In this article Dr Harriet Thomson reports back on a recent energy poverty workshop that was hosted in Brussels by the Socialists and Democrats Group in the European Parliament, and comments on the growing awareness of energy poverty shown by Parliament members. Article reposted and adapted with permission from Energy Vulnerability and Urban Transitions.
Policymakers have been discussing ‘fuel poverty’ and ‘energy poverty’ at the EU-scale since at least 2001, as outlined in an earlier blog post. Yet despite widespread acknowledgement of the issue by EU decision makers, policy responses have remained fragmented and messy, and lack both a definition of fuel or energy poverty, and criteria for an ‘affected Member State’. However, this may soon change now that European Parliament groups are showing a renewed interest in addressing fuel poverty.
S&D working group
The Progressive Alliance of Socialists and Democrats (S&D) is the second largest political group within the European Parliament, comprised of politicians from all 28 Member States. Over the last year the S&D group has been managing a working group on energy poverty in Europe, which comes at a strategically important time as several new entry points into policy are offered by the newly launched Energy Union strategy. The entry points include full implementation of the third Internal Energy Market Package at the Member State level, and reviews of the Energy Efficiency and the Energy Performance of Buildings Directives.
As part of the S&D working group activities, a workshop was held in Brussels on 16th September 2015 which focussed on the consumer and Internal Energy Market aspects of energy poverty in Europe. The workshop was formally opened by Theresa Griffin, MEP for the North West of England, who is actively involved with energy policy decision-making as Chair of the S&D working group on energy poverty, and Vice-President of the European Forum for Renewable Energy Sources (EUFORES). In her speech Theresa highlighted the importance of closely co-operating with other EU institutions, as well as with NGOs, industry and academia, and outlined the aim of producing a manifesto on energy poverty later this year.
Following on from this Francesc Vendrell, Director of Institutional Relations in the Catalan Ombudsman’s Office, discussed the right to basic utilities in Catalonia, the nature of energy poverty in the region, and the difficulties associated with creating progressive energy tariffs. Among the key challenges noted by Francesc were defining what is a reasonable ‘basic provision’ of energy, and how to manage households with unpaid energy bills.
The subsequent speaker was Carina Tornblom, Head of Unit for Consumer Strategy at the Consumers Directorate within DG Justice and Consumers. Carina provided an overview of the outcomes from stakeholder engagement on the topics of vulnerable consumers and energy poverty, including via the Vulnerable Consumer Working Group. Carina also outlined the legal frameworks supporting action on energy poverty, and some of the key drivers associated with energy vulnerability.

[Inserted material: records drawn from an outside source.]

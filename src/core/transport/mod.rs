//! Transport layer for the MCP server.
//!
//! - **STDIO**: Standard input/output (default for MCP) - feature: `stdio`
//! - **HTTP**: HTTP server with JSON-RPC over POST requests - feature: `http`
//!
//! Each transport handles the connection lifecycle and delegates
//! message processing to the MCP server handler.

mod config;
mod error;
mod service;

#[cfg(feature = "http")]
pub mod http;

#[cfg(feature = "stdio")]
pub mod stdio;

pub use config::TransportConfig;
pub use error::{TransportError, TransportResult};
pub use service::TransportService;

#[cfg(feature = "http")]
pub use config::HttpConfig;
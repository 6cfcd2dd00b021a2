//! Request and response bodies of the Resend email endpoints.

use serde::{Deserialize, Serialize};

/// Body of `POST /emails`.
#[derive(Debug, Clone, PartialEq, Serialize)]
pub struct SendEmailRequest {
    pub from: String,
    pub to: String,
    pub subject: String,
    pub text: String,
    #[serde(skip_serializing_if = "Option::is_none")]
    pub html: Option<String>,
    #[serde(skip_serializing_if = "Option::is_none")]
    pub cc: Option<Vec<String>>,
    #[serde(skip_serializing_if = "Option::is_none")]
    pub bcc: Option<Vec<String>>,
    #[serde(skip_serializing_if = "Option::is_none")]
    pub reply_to: Option<Vec<String>>,
    /// ISO 8601 timestamp or a phrase the API interprets (e.g. "in 1 hour").
    #[serde(skip_serializing_if = "Option::is_none")]
    pub scheduled_at: Option<String>,
}

/// Success body of `POST /emails`.
#[derive(Debug, Clone, PartialEq, Serialize, Deserialize)]
pub struct SendEmailResponse {
    pub id: String,
}

/// Success body of `GET /emails`.
#[derive(Debug, Clone, Deserialize)]
pub struct ListEmailsResponse {
    #[serde(default)]
    pub object: Option<String>,
    #[serde(default)]
    pub has_more: Option<bool>,
    #[serde(default)]
    pub total: Option<u64>,
    #[serde(default)]
    pub data: Vec<EmailRecord>,
}

/// One email as returned by `GET /emails`.
#[derive(Debug, Clone, PartialEq, Serialize, Deserialize)]
pub struct EmailRecord {
    pub id: String,
    #[serde(default)]
    pub to: Vec<String>,
    #[serde(default)]
    pub from: Option<String>,
    #[serde(default)]
    pub subject: Option<String>,
    #[serde(default)]
    pub created_at: Option<String>,
    #[serde(default)]
    pub last_event: Option<String>,
    #[serde(default)]
    pub scheduled_at: Option<String>,
}

#[cfg(test)]
mod tests {
    use super::*;

    #[test]
    fn test_send_request_omits_absent_fields() {
        let request = SendEmailRequest {
            from: "Acme <onboarding@resend.dev>".to_string(),
            to: "user@example.com".to_string(),
            subject: "Hi".to_string(),
            text: "Hello".to_string(),
            html: None,
            cc: None,
            bcc: Some(vec!["audit@example.com".to_string()]),
            reply_to: Some(vec!["support@example.com".to_string()]),
            scheduled_at: Some("in 2 hours".to_string()),
        };

        let json = serde_json::to_value(&request).unwrap();
        let object = json.as_object().unwrap();
        assert!(!object.contains_key("html"));
        assert!(!object.contains_key("cc"));
        assert_eq!(json["reply_to"][0], "support@example.com");
        assert_eq!(json["scheduled_at"], "in 2 hours");
    }

    #[test]
    fn test_list_response_tolerates_missing_fields() {
        let json = r#"{
            "object": "list",
            "has_more": false,
            "data": [
                {
                    "id": "4ef9a417-02e9-4d39-ad75-9611e0fcc33c",
                    "to": ["delivered@resend.dev"],
                    "from": "Acme <onboarding@resend.dev>",
                    "created_at": "2023-04-03 22:13:42.674981+00",
                    "subject": "Hello World",
                    "last_event": "delivered",
                    "scheduled_at": null
                },
                { "id": "b1f8a2c0-0000-4000-8000-000000000000" }
            ]
        }"#;

        let response: ListEmailsResponse = serde_json::from_str(json).unwrap();
        assert_eq!(response.data.len(), 2);
        assert_eq!(response.total, None);
        assert_eq!(response.data[0].last_event.as_deref(), Some("delivered"));
        assert!(response.data[1].to.is_empty());
    }
}
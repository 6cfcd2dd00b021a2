//! Prompt templates module.
//!
//! This module contains the PromptTemplate struct and related utilities
//! for defining and rendering prompt templates.

use rmcp::model::PromptArgument;
use std::collections::HashMap;

use super::error::PromptError;

/// A prompt template that can be instantiated with arguments.
#[derive(Debug, Clone)]
pub struct PromptTemplate {
    /// The unique name of the prompt.
    pub name: String,

    /// A description of what the prompt does.
    pub description: Option<String>,

    /// The arguments that this prompt accepts.
    pub arguments: Vec<PromptArgument>,

    /// The template string with placeholders.
    /// Uses a simple {{variable}} syntax for substitution.
    pub template: String,
}

impl PromptTemplate {
    /// Create a new prompt template.
    pub fn new(
        name: impl Into<String>,
        description: Option<String>,
        arguments: Vec<PromptArgument>,
        template: impl Into<String>,
    ) -> Self {
        Self {
            name: name.into(),
            description,
            arguments,
            template: template.into(),
        }
    }

    /// Render the template with the given arguments.
    ///
    /// This method performs simple variable substitution:
    /// - `{{variable}}` is replaced with the value of `variable`
    /// - `{{#if variable}}content{{/if}}` includes content only if variable is set
    /// - `{{#if variable}}content{{else}}alternative{{/if}}` with else support
    pub fn render(&self, arguments: &HashMap<String, String>) -> Result<String, PromptError> {
        let mut result = self.template.clone();

        // Process conditionals first
        result = self.process_conditionals(&result, arguments)?;

        // Then process simple variable substitutions
        for (key, value) in arguments {
            let placeholder = format!("{{{{{}}}}}", key);
            result = result.replace(&placeholder, value);
        }

        // Remove any remaining unmatched placeholders for optional arguments
        result = self.clean_unmatched_placeholders(&result);

        Ok(result)
    }

    /// Process conditional blocks in the template.
    fn process_conditionals(
        &self,
        template: &str,
        arguments: &HashMap<String, String>,
    ) -> Result<String, PromptError> {
        let mut result = template.to_string();

        // Process {{#if variable}}...{{else}}...{{/if}} blocks
        while let Some(if_start) = result.find("{{#if ") {
            let var_end = result[if_start..]
                .find("}}")
                .ok_or_else(|| PromptError::template("Unclosed {{#if}} tag"))?;
            let var_end = if_start + var_end;

            let var_name = &result[if_start + 6..var_end];
            let var_name = var_name.trim();

            // Find the matching {{/if}}
            let endif_tag = "{{/if}}";
            let endif_pos = result[var_end..]
                .find(endif_tag)
                .ok_or_else(|| PromptError::template("Missing {{/if}} tag"))?;
            let endif_pos = var_end + endif_pos;

            let block_content = &result[var_end + 2..endif_pos];

            // Check for {{else}}
            let (true_content, false_content) =
                if let Some(else_pos) = block_content.find("{{else}}") {
                    (&block_content[..else_pos], &block_content[else_pos + 8..])
                } else {
                    (block_content, "")
                };

            // Determine if the variable is set and non-empty
            let is_set = arguments
                .get(var_name)
                .map(|v| !v.is_empty())
                .unwrap_or(false);

            let replacement = if is_set { true_content } else { false_content };

            result = format!(
                "{}{}{}",
                &result[..if_start],
                replacement,
                &result[endif_pos + endif_tag.len()..]
            );
        }

        Ok(result)
    }

    /// Remove any unmatched placeholder variables.
    fn clean_unmatched_placeholders(&self, template: &str) -> String {
        let mut result = template.to_string();
        let mut start = 0;

        while let Some(pos) = result[start..].find("{{") {
            let abs_pos = start + pos;
            if let Some(end_pos) = result[abs_pos..].find("}}") {
                let end_abs = abs_pos + end_pos + 2;
                let placeholder = &result[abs_pos..end_abs];

                // Only remove simple placeholders, not special tags
                if !placeholder.contains('#') && !placeholder.contains('/') {
                    result = format!("{}{}", &result[..abs_pos], &result[end_abs..]);
                    // Don't advance start, as we've removed content
                    continue;
                }
            }
            start = abs_pos + 2;
        }

        result
    }
}

/// Builder for creating prompt templates.
pub struct PromptTemplateBuilder {
    name: String,
    description: Option<String>,
    arguments: Vec<PromptArgument>,
    template: String,
}

impl PromptTemplateBuilder {
    /// Create a new builder with the required name.
    pub fn new(name: impl Into<String>) -> Self {
        Self {
            name: name.into(),
            description: None,
            arguments: Vec::new(),
            template: String::new(),
        }
    }

    /// Set the description.
    pub fn description(mut self, description: impl Into<String>) -> Self {
        self.description = Some(description.into());
        self
    }

    /// Add an argument.
    pub fn argument(mut self, argument: PromptArgument) -> Self {
        self.arguments.push(argument);
        self
    }

    /// Add an optional argument.
    pub fn optional_arg(mut self, name: impl Into<String>, description: impl Into<String>) -> Self {
        self.arguments.push(PromptArgument {
            name: name.into(),
            title: None,
            description: Some(description.into()),
            required: Some(false),
        });
        self
    }

    /// Set the template string.
    pub fn template(mut self, template: impl Into<String>) -> Self {
        self.template = template.into();
        self
    }

    /// Build the prompt template.
    pub fn build(self) -> PromptTemplate {
        PromptTemplate {
            name: self.name,
            description: self.description,
            arguments: self.arguments,
            template: self.template,
        }
    }
}
//! Prompt-specific error types.

use thiserror::Error;

/// Errors that can occur during prompt operations.
#[derive(Debug, Error)]
pub enum PromptError {
    /// The requested prompt was not found.
    #[error("Prompt not found: {0}")]
    NotFound(String),

    /// Required argument is missing.
    #[error("Missing required argument: {0}")]
    MissingArgument(String),

    /// Template rendering failed.
    #[error("Template error: {0}")]
    TemplateError(String),
}

impl PromptError {
    /// Create a new "not found" error.
    pub fn not_found(name: impl Into<String>) -> Self {
        Self::NotFound(name.into())
    }

    /// Create a new "missing argument" error.
    pub fn missing_argument(arg: impl Into<String>) -> Self {
        Self::MissingArgument(arg.into())
    }

    /// Create a new "template" error.
    pub fn template(msg: impl Into<String>) -> Self {
        Self::TemplateError(msg.into())
    }
}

Harriet Thomson then provided the research context for ameliorating energy poverty in Europe, highlighting issues of poor data availability and limited understandings of the nature of energy poverty in many countries. Harriet also presented some initial findings from the EVALUATE project, and concluded with a number of recommendations for future policy frameworks, including the adoption of a general pan-EU definition of energy poverty, and the importance of delivering energy efficiency schemes at the neighbourhood scale.
The penultimate talk by Heidi Ranscombe, Senior Public Affairs Advocate at Citizens Advice, comprehensively outlined opportunities for providing a ‘new deal’ for EU retail energy markets via the Energy Union strategy. Heidi detailed a number of ways in which to ensure energy markets and services are inclusive for all consumers, how to address energy affordability and fuel poverty, and empowering consumers through information and choice.
Soledad Cabezόn Ruiz, MEP for Andalucía in Spain, provided the closing remarks for the workshop, noting the importance of greater consumer engagement in the energy markets, and the need for improved transparency across the sector. Soledad stated that key stakeholders are aware of the fact that low income households are paying proportionately more for their energy than higher income groups, but the challenge is how to develop progressive billing mechanisms and cost sharing. Soledad also highlighted the importance of improved energy efficiency, which was a key theme across many of the presentations.
Events hosted by other political groups
The S&D workshop is mirrored by efforts from The Greens–European Free Alliance (The Greens-EFA) group in the European Parliament, who commissioned a report by National Energy Action on Europe’s ‘Energy Divide’, and subsequently hosted a roundtable discussion in London on 24th October 2014, which the author was involved with. The Greens-EFA are shortly hosting a follow up event in Brussels on the social and energy related aspects of energy poverty.
However, activity by the remaining political groups in the European Parliament has been minimal or none existent, particularly from centre-right and right-wing affiliated groups such as the European People’s Party (EPP), who are the largest group in the European Parliament, and the European Conservatives and Reformists (ECR). This suggests that affecting policy change is still a significant challenge, and is one that requires the input from academics, government representatives and campaigners in order to successfully communicate why fuel poverty is an urgent societal challenge that requires a comprehensive multi-actor alleviation strategy.